Gov. Sarah Huckabee Sanders has announced a new state employee pay structure plan that would impact thousands of workers and streamline middle management positions by “consolidating” more than a thousand job titles across executive branch agencies.
During a press conference Tuesday, Sanders unveiled a plan to increase salaries for specific state jobs, including social workers, law enforcement and nurses at the Arkansas Department of Health. Sanders also said that she has not been tapped to join the administration of President-elect Donald Trump. Trump announced earlier Tuesday that he’s nominated Sanders’ father, former Gov. Mike Huckabee, as the United States Ambassador to Israel.
“I have already announced my bid for reelection, and I look forward to serving in this position for another six years,” Sanders said when asked about a position within the Trump administration. “So unfortunately, and hopefully, you guys are stuck with me for a while. The only member of my family going to the administration is my dad.”
(Arkansas governors are limited to two four-year terms. Sanders was first elected in 2022 and will be up for re-election in 2026.)
The pay increases would cost about $100 million, and Sanders said she will ask the heads of state agencies to find funding from their existing budgets, should the plan pass in the upcoming legislative session. If passed, it would go into effect at the beginning of the next fiscal year on July 1, 2025.
If state agencies, such as the Department of Human Services or the Department of Health, could not find additional funding, Sanders said, “We would look for other funding sources.” She mentioned a state “performance” fund which “has an extremely healthy balance of around $72 million.”
The new employee pay plan and government restructuring proposal comes after the state hired Washington, D.C.-based consulting firm McKinsey & Co. for $5.5 million earlier this year to assist with making the state’s 15 executive branch agencies more efficient. Part of McKinsey’s recommendations include raising salaries to “labor market rates” as well as consolidating middle management positions and creating clear career paths for employees, Sanders said.

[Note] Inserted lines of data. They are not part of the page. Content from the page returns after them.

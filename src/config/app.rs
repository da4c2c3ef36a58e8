//! Main application configuration
//!
//! This module defines the primary configuration structures for the
//! tandem-match service, including environment variable and TOML file loading
//! and validation.

use anyhow::{anyhow, Context, Result};
use serde::{Deserialize, Serialize};
use std::env;
use std::path::Path;
use std::time::Duration;

/// Main application configuration
#[derive(Debug, Clone, Default, Serialize, Deserialize)]
#[serde(default)]
pub struct AppConfig {
    pub service: ServiceSettings,
    pub matchmaking: MatchmakingSettings,
}

/// Service-level settings
#[derive(Debug, Clone, Serialize, Deserialize)]
#[serde(default)]
pub struct ServiceSettings {
    /// Service name for logging and metrics
    pub name: String,
    /// Log level (trace, debug, info, warn, error)
    pub log_level: String,
    /// Port for the HTTP API, health and metrics endpoints
    pub http_port: u16,
    /// Graceful shutdown timeout in seconds
    pub shutdown_timeout_seconds: u64,
}

/// Matchmaking-specific settings
#[derive(Debug, Clone, Serialize, Deserialize)]
#[serde(default)]
pub struct MatchmakingSettings {
    /// Pairing attempts per request before answering pending
    pub max_match_attempts: u32,
    /// Backoff after losing a candidate race, in milliseconds
    pub retry_backoff_ms: u64,
    /// Lifetime of a pairing reservation in seconds
    pub claim_ttl_seconds: u64,
    /// Maximum wait time for participants in seconds
    pub max_wait_time_seconds: u64,
    /// How long undelivered match results are kept, in seconds
    pub result_ttl_seconds: u64,
    /// Expiry sweep interval in seconds
    pub cleanup_interval_seconds: u64,
}

impl Default for ServiceSettings {
    fn default() -> Self {
        Self {
            name: "tandem-match".to_string(),
            log_level: "info".to_string(),
            http_port: 8080,
            shutdown_timeout_seconds: 30,
        }
    }
}

impl Default for MatchmakingSettings {
    fn default() -> Self {
        Self {
            max_match_attempts: 3,
            retry_backoff_ms: 10,
            claim_ttl_seconds: 30,
            max_wait_time_seconds: 300,   // 5 minutes
            result_ttl_seconds: 600,      // 10 minutes
            cleanup_interval_seconds: 60, // 1 minute
        }
    }
}

/// Parse an environment variable into `target` if it is set
fn env_override<T: std::str::FromStr>(name: &str, target: &mut T) -> Result<()> {
    if let Ok(value) = env::var(name) {
        *target = value
            .parse()
            .map_err(|_| anyhow!("Invalid {} value: {}", name, value))?;
    }
    Ok(())
}

impl AppConfig {
    /// Load configuration from environment variables with fallback to defaults
    pub fn from_env() -> Result<Self> {
        let mut config = Self::default();
        config.apply_env()?;
        validate_config(&config)?;
        Ok(config)
    }

    /// Load configuration from a TOML file, then apply environment overrides
    pub fn from_file(path: impl AsRef<Path>) -> Result<Self> {
        let path = path.as_ref();
        let contents = std::fs::read_to_string(path)
            .with_context(|| format!("Failed to read config file {}", path.display()))?;

        let mut config: AppConfig = toml::from_str(&contents)
            .with_context(|| format!("Failed to parse config file {}", path.display()))?;
        config.apply_env()?;

        validate_config(&config)?;
        Ok(config)
    }

    fn apply_env(&mut self) -> Result<()> {
        // Service settings
        if let Ok(name) = env::var("SERVICE_NAME") {
            self.service.name = name;
        }
        if let Ok(log_level) = env::var("LOG_LEVEL") {
            self.service.log_level = log_level;
        }
        env_override("HTTP_PORT", &mut self.service.http_port)?;
        env_override(
            "SHUTDOWN_TIMEOUT_SECONDS",
            &mut self.service.shutdown_timeout_seconds,
        )?;

        // Matchmaking settings
        let matchmaking = &mut self.matchmaking;
        env_override("MAX_MATCH_ATTEMPTS", &mut matchmaking.max_match_attempts)?;
        env_override("RETRY_BACKOFF_MS", &mut matchmaking.retry_backoff_ms)?;
        env_override("CLAIM_TTL_SECONDS", &mut matchmaking.claim_ttl_seconds)?;
        env_override("MAX_WAIT_TIME_SECONDS", &mut matchmaking.max_wait_time_seconds)?;
        env_override("RESULT_TTL_SECONDS", &mut matchmaking.result_ttl_seconds)?;
        env_override(
            "CLEANUP_INTERVAL_SECONDS",
            &mut matchmaking.cleanup_interval_seconds,
        )?;

        Ok(())
    }

    /// Get shutdown timeout as Duration
    pub fn shutdown_timeout(&self) -> Duration {
        Duration::from_secs(self.service.shutdown_timeout_seconds)
    }

    /// Get cleanup interval as Duration
    pub fn cleanup_interval(&self) -> Duration {
        Duration::from_secs(self.matchmaking.cleanup_interval_seconds)
    }

    /// Get claim lifetime as Duration
    pub fn claim_ttl(&self) -> Duration {
        Duration::from_secs(self.matchmaking.claim_ttl_seconds)
    }
}

/// Validate configuration values
pub fn validate_config(config: &AppConfig) -> Result<()> {
    // Validate log level
    match config.service.log_level.to_lowercase().as_str() {
        "trace" | "debug" | "info" | "warn" | "error" => {}
        _ => return Err(anyhow!("Invalid log level: {}", config.service.log_level)),
    }

    if config.service.name.trim().is_empty() {
        return Err(anyhow!("Service name cannot be empty"));
    }
    if config.service.http_port == 0 {
        return Err(anyhow!("HTTP port cannot be 0"));
    }
    if config.service.shutdown_timeout_seconds == 0 {
        return Err(anyhow!("Shutdown timeout must be greater than 0"));
    }

    // Validate matchmaking settings
    let matchmaking = &config.matchmaking;
    if matchmaking.max_match_attempts == 0 {
        return Err(anyhow!("Max match attempts must be greater than 0"));
    }
    if matchmaking.claim_ttl_seconds == 0 {
        return Err(anyhow!("Claim TTL must be greater than 0"));
    }
    if matchmaking.max_wait_time_seconds == 0 {
        return Err(anyhow!("Max wait time must be greater than 0"));
    }
    if matchmaking.max_wait_time_seconds <= matchmaking.claim_ttl_seconds {
        return Err(anyhow!(
            "Max wait time ({}s) must exceed the claim TTL ({}s)",
            matchmaking.max_wait_time_seconds,
            matchmaking.claim_ttl_seconds
        ));
    }
    if matchmaking.result_ttl_seconds == 0 {
        return Err(anyhow!("Result TTL must be greater than 0"));
    }
    if matchmaking.cleanup_interval_seconds == 0 {
        return Err(anyhow!("Cleanup interval must be greater than 0"));
    }

    Ok(())
}
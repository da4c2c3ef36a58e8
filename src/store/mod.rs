//! Storage interfaces consumed by the matching engine
//!
//! The engine never assumes a concrete database. Every invariant it relies on
//! (one live queue entry per participant, one room per pair, exclusive pairing
//! reservations) is expressed as a conditional operation on these traits.
//! The in-memory implementations back the service binary and the tests.

pub mod queue;
pub mod rooms;

pub use queue::{ClaimOutcome, EnqueueOutcome, InMemoryQueueStore, QueueStore, RemoveOutcome};
pub use rooms::{InMemoryRoomRegistry, RoomRegistry};
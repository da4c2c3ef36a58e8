//! Room registry interface and in-memory implementation

use crate::error::{MatchmakingError, Result};
use crate::types::{MatchResult, PairKey, ParticipantId, Room};
use crate::utils::{current_timestamp, generate_room_id};
use async_trait::async_trait;
use chrono::{DateTime, Utc};
use std::collections::HashMap;
use std::sync::RwLock;

/// Trait for room registry operations
#[async_trait]
pub trait RoomRegistry: Send + Sync {
    /// Look up the canonical room for an unordered pair
    async fn find_room_for_pair(&self, a: &ParticipantId, b: &ParticipantId)
        -> Result<Option<Room>>;

    /// Return the pair's room, creating it if none exists
    ///
    /// Concurrent calls for the same pair must all return the same room.
    async fn create_or_get_room(&self, a: &ParticipantId, b: &ParticipantId) -> Result<Room>;

    /// Durably record a committed pairing for delivery to both participants
    async fn record_match(&self, result: &MatchResult) -> Result<()>;

    /// Read the undelivered pairing for a participant without consuming it
    async fn peek_match(&self, participant_id: &ParticipantId) -> Result<Option<MatchResult>>;

    /// Take the undelivered pairing for a participant, if any
    async fn take_match(&self, participant_id: &ParticipantId) -> Result<Option<MatchResult>>;

    /// Drop undelivered pairings recorded before `cutoff`
    async fn purge_results_before(&self, cutoff: DateTime<Utc>) -> Result<usize>;

    /// Number of rooms in the registry
    async fn room_count(&self) -> Result<usize>;
}

/// In-memory room registry
#[derive(Debug, Default)]
pub struct InMemoryRoomRegistry {
    rooms: RwLock<HashMap<PairKey, Room>>,
    deliveries: RwLock<HashMap<ParticipantId, MatchResult>>,
}

impl InMemoryRoomRegistry {
    pub fn new() -> Self {
        Self::default()
    }

    /// All rooms (for admin/debugging)
    pub fn rooms(&self) -> Result<Vec<Room>> {
        let rooms = self
            .rooms
            .read()
            .map_err(|_| MatchmakingError::rooms_unavailable("Failed to acquire rooms read lock"))?;
        Ok(rooms.values().cloned().collect())
    }
}

#[async_trait]
impl RoomRegistry for InMemoryRoomRegistry {
    async fn find_room_for_pair(
        &self,
        a: &ParticipantId,
        b: &ParticipantId,
    ) -> Result<Option<Room>> {
        let rooms = self
            .rooms
            .read()
            .map_err(|_| MatchmakingError::rooms_unavailable("Failed to acquire rooms read lock"))?;

        Ok(rooms.get(&PairKey::new(a.clone(), b.clone())).cloned())
    }

    async fn create_or_get_room(&self, a: &ParticipantId, b: &ParticipantId) -> Result<Room> {
        let mut rooms = self
            .rooms
            .write()
            .map_err(|_| MatchmakingError::rooms_unavailable("Failed to acquire rooms write lock"))?;

        let pair = PairKey::new(a.clone(), b.clone());
        let room = rooms.entry(pair.clone()).or_insert_with(|| Room {
            room_id: generate_room_id(),
            pair,
            created_at: current_timestamp(),
        });

        Ok(room.clone())
    }

    async fn record_match(&self, result: &MatchResult) -> Result<()> {
        let mut deliveries = self.deliveries.write().map_err(|_| {
            MatchmakingError::rooms_unavailable("Failed to acquire deliveries write lock")
        })?;

        for member in result.pair.members() {
            deliveries.insert(member.clone(), result.clone());
        }

        Ok(())
    }

    async fn peek_match(&self, participant_id: &ParticipantId) -> Result<Option<MatchResult>> {
        let deliveries = self.deliveries.read().map_err(|_| {
            MatchmakingError::rooms_unavailable("Failed to acquire deliveries read lock")
        })?;

        Ok(deliveries.get(participant_id).cloned())
    }

    async fn take_match(&self, participant_id: &ParticipantId) -> Result<Option<MatchResult>> {
        let mut deliveries = self.deliveries.write().map_err(|_| {
            MatchmakingError::rooms_unavailable("Failed to acquire deliveries write lock")
        })?;

        Ok(deliveries.remove(participant_id))
    }

    async fn purge_results_before(&self, cutoff: DateTime<Utc>) -> Result<usize> {
        let mut deliveries = self.deliveries.write().map_err(|_| {
            MatchmakingError::rooms_unavailable("Failed to acquire deliveries write lock")
        })?;

        let before = deliveries.len();
        deliveries.retain(|_, result| result.matched_at >= cutoff);
        Ok(before - deliveries.len())
    }

    async fn room_count(&self) -> Result<usize> {
        let rooms = self
            .rooms
            .read()
            .map_err(|_| MatchmakingError::rooms_unavailable("Failed to acquire rooms read lock"))?;
        Ok(rooms.len())
    }
}
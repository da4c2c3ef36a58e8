//! Utility functions for the matchmaking service

use chrono::{DateTime, Utc};
use std::time::Duration;
use uuid::Uuid;

/// Generate a new unique room ID
pub fn generate_room_id() -> Uuid {
    Uuid::new_v4()
}

/// Generate a new claim token for a pairing attempt
pub fn generate_claim_token() -> Uuid {
    Uuid::new_v4()
}

/// Get the current UTC timestamp
pub fn current_timestamp() -> DateTime<Utc> {
    Utc::now()
}

/// Timestamp `duration` after `from`, saturating on overflow
pub fn timestamp_after(from: DateTime<Utc>, duration: Duration) -> DateTime<Utc> {
    chrono::Duration::from_std(duration)
        .ok()
        .and_then(|d| from.checked_add_signed(d))
        .unwrap_or(DateTime::<Utc>::MAX_UTC)
}

/// Timestamp `duration` before `from`, saturating on overflow
pub fn timestamp_before(from: DateTime<Utc>, duration: Duration) -> DateTime<Utc> {
    chrono::Duration::from_std(duration)
        .ok()
        .and_then(|d| from.checked_sub_signed(d))
        .unwrap_or(DateTime::<Utc>::MIN_UTC)
}
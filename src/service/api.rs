//! HTTP API for match and cancel requests

use crate::error::MatchmakingError;
use crate::service::app::AppState;
use crate::types::{MatchRequest, ParticipantId};
use axum::{
    extract::{rejection::JsonRejection, Path, State},
    http::{header, StatusCode},
    response::{IntoResponse, Response},
    routing::{delete, post},
    Json, Router,
};
use serde_json::json;
use std::sync::Arc;
use tracing::{debug, warn};

/// Routes for the match API
pub fn router(app_state: Arc<AppState>) -> Router {
    Router::new()
        .route("/v1/match", post(request_match_handler))
        .route("/v1/match/{participant_id}", delete(cancel_handler))
        .with_state(app_state)
}

async fn request_match_handler(
    State(app_state): State<Arc<AppState>>,
    payload: Result<Json<MatchRequest>, JsonRejection>,
) -> Response {
    let Json(request) = match payload {
        Ok(payload) => payload,
        Err(rejection) => {
            debug!("Rejected match request body: {}", rejection);
            return (
                StatusCode::BAD_REQUEST,
                Json(json!({
                    "error": "invalid_request",
                    "message": rejection.body_text()
                })),
            )
                .into_response();
        }
    };

    match app_state.engine().request_match(request).await {
        Ok(outcome) => (StatusCode::OK, Json(outcome)).into_response(),
        Err(e) => error_response(&e),
    }
}

async fn cancel_handler(
    State(app_state): State<Arc<AppState>>,
    Path(participant_id): Path<ParticipantId>,
) -> Response {
    match app_state.engine().cancel(&participant_id).await {
        Ok(outcome) => (
            StatusCode::OK,
            Json(json!({
                "participant_id": participant_id,
                "outcome": outcome
            })),
        )
            .into_response(),
        Err(e) => error_response(&e),
    }
}

/// Map an engine error to an HTTP response
///
/// Store failures become 503 so callers retry the whole request.
pub fn error_response(error: &anyhow::Error) -> Response {
    let (status, kind) = match error.downcast_ref::<MatchmakingError>() {
        Some(MatchmakingError::InvalidMatchRequest { .. }) => {
            (StatusCode::BAD_REQUEST, "invalid_request")
        }
        Some(MatchmakingError::StoreUnavailable { .. }) => {
            (StatusCode::SERVICE_UNAVAILABLE, "store_unavailable")
        }
        Some(MatchmakingError::ParticipantNotFound { .. }) => {
            (StatusCode::NOT_FOUND, "participant_not_found")
        }
        Some(MatchmakingError::ConfigurationError { .. })
        | Some(MatchmakingError::InternalError { .. })
        | None => (StatusCode::INTERNAL_SERVER_ERROR, "internal_error"),
    };

    warn!("Request failed with {}: {}", status, error);

    let body = Json(json!({
        "error": kind,
        "message": error.to_string()
    }));

    if status == StatusCode::SERVICE_UNAVAILABLE {
        (status, [(header::RETRY_AFTER, "1")], body).into_response()
    } else {
        (status, body).into_response()
    }
}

“I have made no secret that I believe Arkansas’s current state employment pay plan is broken,” Sanders said. “It is confusing. It does not reward hard work, and it is not recruiting new hires for our most in-demand positions. Frankly, it is failing men and women who work in state government, and because of that, it is failing the people of Arkansas.”
Sanders said Arkansas’s pay plan was taken “down to the studs.”
The proposal, which would have to be passed by the state Legislature next year, would increase the salaries of about 15,000 workers to “comparable labor market rates” in Arkansas. The pay raises are targeted towards roles where there are ongoing issues with retention and recruitment, including correctional officers, state troopers, nursing and social services.
For correctional officers, entry level salaries would increase from $37,000 to about $50,000, a 35% bump. The average salary of an Arkansas state trooper would climb by 10%, from $73,318 to $80,930. The plan calls for raising both starting salaries and average salaries for nurses: An average nurse’s salary would increase to $61,552 from $57,686, a 9.6% increase, while starting salaries would increase 8.3% to $54,661.
“McKinsey recommended bringing [salaries] up to the labor market rate,” Leslie Fisken, secretary of the Department of Transformation and Shared Services, said during Tuesday’s press conference.
Fisken, whose agency is leading the charge to streamline state government, said about a third of the 22,000 employees who work for the state are earning salaries in line with commensurate positions in the private and public sectors. About 15,000 employees would receive salary increases under the new pay plan.
But the plan also calls for reducing 2,200 job titles to 800, Fisken said, a move that “allows us as a state to align with other public markets but the private sector as well.” It is not clear whether those reductions would include layoffs.
State agencies would also be required to create more well-defined career paths and employees would be encouraged “to seek training for additional skills and certification by establishing skills-based — rather than degree-based — career tracks.”